Por otra parte, resulta obvio que la cuestión sólo puede plantearse en el marco de una problemática subjetivista, en la que la clase obrera, sujeto de la historia, esta­blece el socialismo al conquistar su hegemonía, en un claro paralelismo con la vi­sión idealista que la burguesía nos ha legado de su propio ascenso histórico y del establecimiento del capitalismo como modo de producción dominante. Ahora bien, si rompemos con esta problemática podemos afirmar que la hegemo­nía no es el atributo de un sujeto dentro de la totalidad social, sino el principio po­lítico fundante de la unidad de ésta: un efecto estructural, por tanto, carente de su­jeto.

En la sociedad burguesa la hegemonía implica la unificación y articulación de un complejo de jerarquías sociales: la dominación capital/trabajo, hombre/mujer, padres/hijos, etc. En una sociedad socialista, por el contrario, la hegemonía se caracterizará por la progresiva disolución de estas jerarquías y por su desarticulación, para sustituirlas por nuevas formas de solidaridad e igualdad social. ¿Qué queda entonces del viejo concepto de hegemonía?
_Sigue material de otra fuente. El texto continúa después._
//! Subscriptions are the recurring payments a user tracks, grouped by category.

mod create;
mod db;
mod delete;
mod domain;
mod list;
mod update;

pub use create::create_subscription_endpoint;
pub use db::{
    create_subscription, create_subscription_table, delete_subscription, get_subscription,
    list_subscriptions_by_category, list_subscriptions_for_user, set_cancellation,
};
pub use delete::delete_subscription_endpoint;
pub use domain::{
    BillingCycle, NewSubscription, RenewalDay, Subscription, SubscriptionId, SubscriptionName,
    parse_subscription_id, round_to_cents,
};
pub use list::list_category_subscriptions_endpoint;
pub use update::update_cancellation_endpoint;
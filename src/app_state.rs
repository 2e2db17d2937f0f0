//! Implements a struct that holds the state of the REST server.

use std::{
    sync::{Arc, Mutex},
    time::Duration as StdDuration,
};

use axum::extract::FromRef;
use axum_extra::extract::cookie::Key;
use rusqlite::Connection;
use sha2::{Digest, Sha512};
use time::Duration;

use crate::{
    Error,
    auth::DEFAULT_COOKIE_DURATION,
    cancellation::{CancellationWorkflow, SQLiteCancellationStore},
    db::initialize,
};

/// The state of the REST server.
#[derive(Debug, Clone)]
pub struct AppState {
    /// The key to be used for signing and encrypting private cookies.
    pub cookie_key: Key,

    /// The duration for which cookies used for authentication are valid.
    pub cookie_duration: Duration,

    /// The database connection
    pub db_connection: Arc<Mutex<Connection>>,

    /// Tracks subscriptions that are waiting out their cancellation grace period.
    pub cancellations: CancellationWorkflow,
}

impl AppState {
    /// Create a new [AppState] with a SQLite database connection.
    ///
    /// This function will initialize the database by adding the tables for the domain models.
    /// `grace_period` is how long a confirmed cancellation waits before it is saved.
    ///
    /// # Errors
    /// Returns an error if the database cannot be initialized.
    pub fn new(
        db_connection: Connection,
        cookie_secret: &str,
        grace_period: StdDuration,
    ) -> Result<Self, Error> {
        initialize(&db_connection)?;

        let connection = Arc::new(Mutex::new(db_connection));
        let cancellations = CancellationWorkflow::new(
            Arc::new(SQLiteCancellationStore::new(connection.clone())),
            grace_period,
        );

        Ok(Self {
            cookie_key: create_cookie_key(cookie_secret),
            cookie_duration: DEFAULT_COOKIE_DURATION,
            db_connection: connection,
            cancellations,
        })
    }
}

// this impl tells `PrivateCookieJar` how to access the key from our state
impl FromRef<AppState> for Key {
    fn from_ref(state: &AppState) -> Self {
        state.cookie_key.clone()
    }
}

/// Create a signing key for cookies from a `secret`s string.
pub fn create_cookie_key(secret: &str) -> Key {
    let hash = Sha512::digest(secret);

    Key::from(&hash)
}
En primer lugar, el hecho de que la construcción de una nueva hegemonía, alternativa a la hegemonía capita­lista, exige que el movimiento obrero asuma las reivindicaciones del movimiento feminista; y también a la inversa. Es obvio que éste no puede ser un proceso mecánico por el que se suman las reivindicaciones de uno y otro, sino un proceso de re­forma intelectual y moral, de refundación, de ambos movimientos. Y en segundo lugar, queda el hecho de que esta nueva hegemonía deberá sustentarse económica­mente en un nuevo modo de producción , pues no puede reducirse a un fenómeno puramente ideológico (hegemonía ideológica del proletariado). Por el contrario, la nueva hegemonía deberá legitimar a través de su autorrepresentación por una ide­ología a la que sería un sin sentido tratar de vincular (mediante análisis de sus ele­mentos) con cualquiera de los componentes del nuevo bloque social. Pienso que este nuevo concepto de hegemonía, que debe enmascararse en el hori­zonte de una reelaboración no esencialista del pensamiento marxista, puede per­mitirnos avanzar hacia una nueva teoría política, por supuesto revisionista, pero quizá más apta como herramienta en la lucha por una sociedad sin explotadores ni explotados, sin opresores ni oprimidos.